*GOAL OF THE EXERCISE*. Up to and including the line with "status or strategy.", restate the records below word for word, beginning with their first line.

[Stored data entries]

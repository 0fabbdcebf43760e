//! Technical status classification of an indicator snapshot.
//!
//! All comparisons are strict: a close exactly on a band is in the channel,
//! an RSI of exactly 70 or 30 is neutral, and a MACD histogram of exactly 0 is
//! bearish (there is no neutral MACD state). Non-finite inputs fall through to
//! the default arm of each classification, so every function is total.

use serde::{Deserialize, Serialize};

use super::snapshot::IndicatorSnapshot;

/// Directional lean of a status or strategy.
#[derive(Debug, Clone, Copy, PartialEq, Eq, Hash, Serialize, Deserialize)]
#[serde(rename_all = "snake_case")]
pub enum Bias {
    Bullish,
    Bearish,
    Neutral,
}

/// Price relative to the Bollinger Bands.
#[derive(Debug, Clone, Copy, PartialEq, Eq, Hash, Serialize, Deserialize)]
#[serde(rename_all = "snake_case")]
pub enum BandStatus {
    AboveUpper,
    BelowLower,
    InChannel,
}

impl BandStatus {
    pub fn classify(close: f64, upper: f64, lower: f64) -> Self {
        if close > upper {
            Self::AboveUpper
        } else if close < lower {
            Self::BelowLower
        } else {
            Self::InChannel
        }
    }

    /// Band breaks are read as mean-reversion signals.
    pub fn bias(&self) -> Bias {
        match self {
            Self::AboveUpper => Bias::Bearish,
            Self::BelowLower => Bias::Bullish,
            Self::InChannel => Bias::Neutral,
        }
    }
}

/// RSI overbought/oversold levels.
#[derive(Debug, Clone, Copy, PartialEq, Serialize, Deserialize)]
#[serde(default)]
pub struct RsiThresholds {
    pub overbought: f64,
    pub oversold: f64,
}

impl Default for RsiThresholds {
    fn default() -> Self {
        Self {
            overbought: 70.0,
            oversold: 30.0,
        }
    }
}

#[derive(Debug, Clone, Copy, PartialEq, Eq, Hash, Serialize, Deserialize)]
#[serde(rename_all = "snake_case")]
pub enum RsiStatus {
    Overbought,
    Oversold,
    Neutral,
}

impl RsiStatus {
    /// Classify against the standard 70/30 levels.
    pub fn classify(rsi: f64) -> Self {
        Self::classify_with(rsi, &RsiThresholds::default())
    }

    pub fn classify_with(rsi: f64, thresholds: &RsiThresholds) -> Self {
        if rsi > thresholds.overbought {
            Self::Overbought
        } else if rsi < thresholds.oversold {
            Self::Oversold
        } else {
            Self::Neutral
        }
    }

    pub fn bias(&self) -> Bias {
        match self {
            Self::Overbought => Bias::Bearish,
            Self::Oversold => Bias::Bullish,
            Self::Neutral => Bias::Neutral,
        }
    }
}

#[derive(Debug, Clone, Copy, PartialEq, Eq, Hash, Serialize, Deserialize)]
#[serde(rename_all = "snake_case")]
pub enum MacdStatus {
    BullishCrossover,
    BearishCrossover,
}

impl MacdStatus {
    pub fn classify(histogram: f64) -> Self {
        if histogram > 0.0 {
            Self::BullishCrossover
        } else {
            Self::BearishCrossover
        }
    }

    pub fn bias(&self) -> Bias {
        match self {
            Self::BullishCrossover => Bias::Bullish,
            Self::BearishCrossover => Bias::Bearish,
        }
    }
}

/// The three independent classifications of one snapshot.
#[derive(Debug, Clone, Copy, PartialEq, Eq, Serialize, Deserialize)]
pub struct TechnicalStatus {
    pub band: BandStatus,
    pub rsi: RsiStatus,
    pub macd: MacdStatus,
}

impl TechnicalStatus {
    pub fn classify(snapshot: &IndicatorSnapshot, thresholds: &RsiThresholds) -> Self {
        Self {
            band: BandStatus::classify(
                snapshot.close,
                snapshot.bollinger_upper,
                snapshot.bollinger_lower,
            ),
            rsi: RsiStatus::classify_with(snapshot.rsi14, thresholds),
            macd: MacdStatus::classify(snapshot.macd_histogram),
        }
    }
}
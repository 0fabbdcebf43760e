//! Option chain panel: expiry selector, CE/PE toggle and the Greeks table.

use chrono::NaiveDate;
use ratatui::Frame;
use ratatui::layout::{Constraint, Direction, Layout, Rect};
use ratatui::style::Modifier;
use ratatui::text::{Line, Span};
use ratatui::widgets::{Cell, Paragraph, Row, Table};

use optdash_core::domain::{OptionQuote, OptionSide};
use optdash_core::present::{format_chain_iv, format_greek};

use crate::app::AppState;
use crate::theme;

pub fn render(f: &mut Frame, area: Rect, app: &AppState) {
    let dive = app.deep_dive.as_ref();
    if super::render_unready(f, area, app, dive.map(|d| &d.chain)) {
        return;
    }
    let Some(dive) = dive else {
        return;
    };
    let Some(view) = dive.chain.ready() else {
        return;
    };

    let chunks = Layout::default()
        .direction(Direction::Vertical)
        .constraints([Constraint::Length(2), Constraint::Min(3)])
        .split(area);

    let selector = vec![
        expiry_line(&dive.expiries, app.expiry_index),
        side_line(app.chain_side),
    ];
    f.render_widget(Paragraph::new(selector), chunks[0]);

    let quotes = view.side(app.chain_side);
    if quotes.is_empty() {
        super::render_message(
            f,
            chunks[1],
            vec![Line::styled(
                format!(
                    "No {} contracts listed for {}.",
                    app.chain_side.suffix(),
                    view.expiry
                ),
                theme::muted(),
            )],
        );
        return;
    }

    let atm = nearest_strike(quotes, dive.price);
    let header = Row::new(vec![
        "Strike", "LTP", "IV", "Delta", "Theta", "Gamma", "Vega", "OI", "Volume",
    ])
    .style(theme::accent_bold());

    let rows: Vec<Row> = quotes
        .iter()
        .map(|q| {
            let row = quote_row(q);
            if Some(q.strike) == atm {
                row.style(theme::accent().add_modifier(Modifier::BOLD))
            } else {
                row
            }
        })
        .collect();

    let widths = [
        Constraint::Length(10),
        Constraint::Length(10),
        Constraint::Length(9),
        Constraint::Length(8),
        Constraint::Length(8),
        Constraint::Length(8),
        Constraint::Length(8),
        Constraint::Length(10),
        Constraint::Min(8),
    ];
    f.render_widget(Table::new(rows, widths).header(header), chunks[1]);
}

fn expiry_line(expiries: &[NaiveDate], selected: usize) -> Line<'static> {
    let mut spans = vec![Span::styled("Expiry ", theme::secondary())];
    for (i, date) in expiries.iter().enumerate() {
        let style = if i == selected {
            theme::accent_bold().add_modifier(Modifier::REVERSED)
        } else {
            theme::muted()
        };
        spans.push(Span::styled(format!(" {} ", date.format("%d-%b-%Y")), style));
        spans.push(Span::raw(" "));
    }
    spans.push(Span::styled("  [ ] to change", theme::muted()));
    Line::from(spans)
}

fn side_line(side: OptionSide) -> Line<'static> {
    let tab = |s: OptionSide, key: char| {
        let style = if s == side {
            theme::accent_bold().add_modifier(Modifier::REVERSED)
        } else {
            theme::muted()
        };
        Span::styled(format!(" {} ({key}) ", s.suffix()), style)
    };
    Line::from(vec![
        Span::styled("Side   ", theme::secondary()),
        tab(OptionSide::Call, 'c'),
        Span::raw(" "),
        tab(OptionSide::Put, 'p'),
    ])
}

fn quote_row(q: &OptionQuote) -> Row<'static> {
    Row::new(vec![
        Cell::from(format!("{:.2}", q.strike)),
        Cell::from(format!("{:.2}", q.last_price)),
        Cell::from(format_chain_iv(q.implied_vol)),
        Cell::from(Span::styled(format_greek(q.delta), theme::signed_style(q.delta))),
        Cell::from(Span::styled(format_greek(q.theta), theme::signed_style(q.theta))),
        Cell::from(format_greek(q.gamma)),
        Cell::from(format_greek(q.vega)),
        Cell::from(q.open_interest.to_string()),
        Cell::from(q.volume.to_string()),
    ])
}

fn nearest_strike(quotes: &[OptionQuote], spot: f64) -> Option<f64> {
    quotes
        .iter()
        .map(|q| q.strike)
        .min_by(|a, b| (a - spot).abs().total_cmp(&(b - spot).abs()))
}

#[cfg(test)]
mod tests {
    use super::*;

    fn quote(strike: f64) -> OptionQuote {
        OptionQuote {
            strike,
            last_price: 1.0,
            implied_vol: 0.2,
            delta: 0.5,
            theta: -0.1,
            gamma: 0.01,
            vega: 0.1,
            open_interest: 0,
            volume: 0,
        }
    }

    #[test]
    fn nearest_strike_picks_closest() {
        let quotes = [quote(90.0), quote(100.0), quote(110.0)];
        assert_eq!(nearest_strike(&quotes, 103.0), Some(100.0));
        assert_eq!(nearest_strike(&quotes, 200.0), Some(110.0));
        assert_eq!(nearest_strike(&[], 100.0), None);
    }
}
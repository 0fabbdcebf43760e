//! Help panel: keyboard shortcuts and a reading guide.

use ratatui::Frame;
use ratatui::layout::Rect;
use ratatui::text::{Line, Span};
use ratatui::widgets::{Paragraph, Wrap};

use optdash_core::present::DISCLAIMER;

use crate::app::AppState;
use crate::theme;

pub fn render(f: &mut Frame, area: Rect, app: &AppState) {
    let levels = &app.dashboard.config().thresholds;
    let lines = vec![
        section("Navigation"),
        key("1-5", "Jump to panel"),
        key("Tab / Shift-Tab", "Next / previous panel"),
        key("?", "This help"),
        key("q / Ctrl-C", "Quit"),
        Line::raw(""),
        section("Data"),
        key("s", "Edit scanner watchlist"),
        key("/", "Choose deep-dive ticker"),
        key("r", "Clear caches and reload"),
        Line::raw(""),
        section("Option Chain"),
        key("[ / ]", "Previous / next expiry"),
        key("c / p", "Show calls (CE) / puts (PE)"),
        Line::raw(""),
        section("Reading the suggestion"),
        Line::from(Span::styled(
            format!(
                "  IV above {:.0}% sells premium, below {:.0}% buys it, in between trades direction.",
                levels.iv.high, levels.iv.low
            ),
            theme::secondary(),
        )),
        Line::from(Span::styled(
            format!(
                "  RSI above {:.0} is overbought, below {:.0} oversold.",
                levels.rsi.overbought, levels.rsi.oversold
            ),
            theme::secondary(),
        )),
        Line::raw(""),
        Line::from(Span::styled(DISCLAIMER, theme::warning())),
    ];

    f.render_widget(Paragraph::new(lines).wrap(Wrap { trim: false }), area);
}

fn section(title: &str) -> Line<'static> {
    Line::from(Span::styled(format!("  {title}"), theme::accent_bold()))
}

fn key(k: &str, desc: &str) -> Line<'static> {
    Line::from(vec![
        Span::styled(format!("    {k:<18}"), theme::warning()),
        Span::raw(desc.to_string()),
    ])
}
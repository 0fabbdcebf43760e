//! Deterministic offline data: random-walk bars and a priced option chain,
//! seeded from a BLAKE3 hash of the ticker.
//!
//! Same ticker and `as_of` date always produce the same data.

use chrono::{Datelike, Duration, NaiveDate, Weekday};
use rand::rngs::StdRng;
use rand::{Rng, SeedableRng};

use super::provider::{DataError, HistoryProvider, MarketDataProvider, Quote};
use crate::domain::{ContractQuote, OptionChain, OptionSide, PriceBar};
use crate::greeks::{years_to_expiry, BlackScholes};

const LISTED_EXPIRIES: usize = 4;
const STRIKES_PER_SIDE: i32 = 5;
const QUOTE_LOOKBACK_DAYS: u32 = 365;
/// Roughly three months of sessions for the average volume.
const AVERAGE_VOLUME_BARS: usize = 63;
const PRICING_RATE: f64 = 0.07;

fn seeded_rng(parts: &[&str]) -> StdRng {
    let mut hasher = blake3::Hasher::new();
    for part in parts {
        hasher.update(part.as_bytes());
        hasher.update(&[0]);
    }
    StdRng::from_seed(*hasher.finalize().as_bytes())
}

fn is_weekend(date: NaiveDate) -> bool {
    matches!(date.weekday(), Weekday::Sat | Weekday::Sun)
}

/// Offline provider for `--offline` runs and tests.
#[derive(Debug, Clone)]
pub struct SyntheticProvider {
    as_of: NaiveDate,
}

impl SyntheticProvider {
    pub fn new(as_of: NaiveDate) -> Self {
        Self { as_of }
    }

    pub fn as_of(&self) -> NaiveDate {
        self.as_of
    }

    fn validate(ticker: &str) -> Result<(), DataError> {
        if ticker.trim().is_empty() {
            return Err(DataError::SymbolNotFound {
                symbol: ticker.to_string(),
            });
        }
        Ok(())
    }

    fn generate_bars(&self, ticker: &str, start: NaiveDate) -> Vec<PriceBar> {
        let mut rng = seeded_rng(&[ticker]);
        let mut bars = Vec::new();
        let mut price = 100.0_f64;
        let mut current = start;

        while current <= self.as_of {
            if is_weekend(current) {
                current += Duration::days(1);
                continue;
            }

            let daily_return: f64 = rng.gen_range(-0.03..0.03);
            let open = price;
            let close = price * (1.0 + daily_return);
            let high = open.max(close) * (1.0 + rng.gen_range(0.0..0.01));
            let low = open.min(close) * (1.0 - rng.gen_range(0.0..0.01));
            let volume = rng.gen_range(500_000..5_000_000u64);

            bars.push(PriceBar {
                date: current,
                open,
                high,
                low,
                close,
                volume,
            });

            price = close;
            current += Duration::days(1);
        }

        bars
    }

    /// Next Thursdays after `as_of`, nearest first.
    fn listed_expiries(&self) -> Vec<NaiveDate> {
        let mut expiries = Vec::with_capacity(LISTED_EXPIRIES);
        let mut day = self.as_of + Duration::days(1);
        while expiries.len() < LISTED_EXPIRIES {
            if day.weekday() == Weekday::Thu {
                expiries.push(day);
            }
            day += Duration::days(1);
        }
        expiries
    }

    /// At-the-money volatility for the ticker, between 15% and 75%.
    fn base_vol(ticker: &str) -> f64 {
        seeded_rng(&[ticker, "vol"]).gen_range(0.15..0.75)
    }

    fn strike_step(spot: f64) -> f64 {
        (spot * 0.025).round().max(1.0)
    }

    fn contract(
        rng: &mut StdRng,
        model: &BlackScholes,
        spot: f64,
        strike: f64,
        time: f64,
        base_vol: f64,
        side: OptionSide,
    ) -> ContractQuote {
        let moneyness = (strike / spot).ln();
        let vol = base_vol + 0.8 * moneyness * moneyness;
        ContractQuote {
            strike,
            last_price: model.price(spot, strike, time, vol, side),
            implied_vol: vol,
            open_interest: rng.gen_range(0..20_000u64),
            volume: rng.gen_range(0..5_000u64),
        }
    }
}

impl MarketDataProvider for SyntheticProvider {
    fn name(&self) -> &str {
        "synthetic"
    }

    fn quote(&self, ticker: &str) -> Result<Quote, DataError> {
        let bars = self.history(ticker, QUOTE_LOOKBACK_DAYS)?;
        let last = bars.last().ok_or_else(|| DataError::SymbolNotFound {
            symbol: ticker.to_string(),
        })?;
        let recent = &bars[bars.len().saturating_sub(AVERAGE_VOLUME_BARS)..];
        let average_volume =
            recent.iter().map(|b| b.volume as f64).sum::<f64>() / recent.len() as f64;
        Ok(Quote {
            price: last.close,
            average_volume,
            volume: last.volume as f64,
        })
    }

    fn expiries(&self, ticker: &str) -> Result<Vec<NaiveDate>, DataError> {
        Self::validate(ticker)?;
        Ok(self.listed_expiries())
    }

    fn chain(&self, ticker: &str, expiry: NaiveDate) -> Result<OptionChain, DataError> {
        if !self.expiries(ticker)?.contains(&expiry) {
            return Err(DataError::ExpiryNotFound {
                symbol: ticker.to_string(),
                expiry,
            });
        }

        let spot = self.quote(ticker)?.price;
        let step = Self::strike_step(spot);
        let center = (spot / step).round() * step;
        let time = years_to_expiry(self.as_of, expiry);
        let base_vol = Self::base_vol(ticker);
        let model = BlackScholes::with_rate(PRICING_RATE);
        let mut rng = seeded_rng(&[ticker, &expiry.to_string()]);

        let strikes: Vec<f64> = (-STRIKES_PER_SIDE..=STRIKES_PER_SIDE)
            .map(|i| center + f64::from(i) * step)
            .filter(|k| *k > 0.0)
            .collect();

        let calls = strikes
            .iter()
            .map(|&k| Self::contract(&mut rng, &model, spot, k, time, base_vol, OptionSide::Call))
            .collect();
        let puts = strikes
            .iter()
            .map(|&k| Self::contract(&mut rng, &model, spot, k, time, base_vol, OptionSide::Put))
            .collect();

        Ok(OptionChain {
            expiry,
            calls,
            puts,
        })
    }
}

impl HistoryProvider for SyntheticProvider {
    fn history(&self, ticker: &str, lookback_days: u32) -> Result<Vec<PriceBar>, DataError> {
        Self::validate(ticker)?;
        let start = self.as_of - Duration::days(i64::from(lookback_days));
        Ok(self.generate_bars(ticker, start))
    }
}

#[cfg(test)]
mod tests {
    use super::*;

    fn provider() -> SyntheticProvider {
        SyntheticProvider::new(NaiveDate::from_ymd_opt(2024, 6, 14).unwrap())
    }

    #[test]
    fn history_is_deterministic_and_skips_weekends() {
        let p = provider();
        let a = p.history("TCS.NS", 60).unwrap();
        let b = p.history("TCS.NS", 60).unwrap();
        assert_eq!(a, b);
        assert!(a.iter().all(|bar| !is_weekend(bar.date)));
        assert!(a.iter().all(PriceBar::is_sane));
    }

    #[test]
    fn tickers_get_different_paths() {
        let p = provider();
        let a = p.history("TCS.NS", 30).unwrap();
        let b = p.history("INFY.NS", 30).unwrap();
        assert_ne!(a.last().unwrap().close, b.last().unwrap().close);
    }

    #[test]
    fn quote_matches_last_bar() {
        let p = provider();
        let bars = p.history("SBIN.NS", QUOTE_LOOKBACK_DAYS).unwrap();
        let quote = p.quote("SBIN.NS").unwrap();
        assert_eq!(quote.price, bars.last().unwrap().close);
        assert!(quote.average_volume > 0.0);
    }

    #[test]
    fn expiries_are_future_thursdays() {
        let p = provider();
        let dates = p.expiries("TCS.NS").unwrap();
        assert_eq!(dates.len(), LISTED_EXPIRIES);
        assert!(dates.iter().all(|d| d.weekday() == Weekday::Thu && *d > p.as_of()));
        assert!(dates.windows(2).all(|w| w[0] < w[1]));
    }

    #[test]
    fn chain_is_centered_on_spot() {
        let p = provider();
        let expiry = p.expiries("TCS.NS").unwrap()[0];
        let chain = p.chain("TCS.NS", expiry).unwrap();
        let spot = p.quote("TCS.NS").unwrap().price;
        let atm = chain.at_the_money(OptionSide::Call, spot).unwrap();
        assert!((atm.strike - spot).abs() <= SyntheticProvider::strike_step(spot));
        assert_eq!(chain.calls.len(), chain.puts.len());
        assert!(chain.calls.windows(2).all(|w| w[0].strike < w[1].strike));
    }

    #[test]
    fn unknown_expiry_is_error() {
        let p = provider();
        let err = p.chain("TCS.NS", p.as_of()).unwrap_err();
        assert!(matches!(err, DataError::ExpiryNotFound { .. }));
    }

    #[test]
    fn empty_ticker_not_found() {
        assert!(provider().history(" ", 30).is_err());
    }
}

*EXPECTED OUTPUT*.
repository 0fabbdcebf43760e
//! Technical status classification of an indicator snapshot.
//!
//! All comparisons are strict: a close exactly on a band is in the channel,
//! an RSI of exactly 70 or 30 is neutral, and a MACD histogram of exactly 0 is
//! bearish (there is no neutral MACD state). Non-finite inputs fall through to
//! the default arm of each classification, so every function is total.

use serde::{Deserialize, Serialize};

use super::snapshot::IndicatorSnapshot;

/// Directional lean of a status or strategy.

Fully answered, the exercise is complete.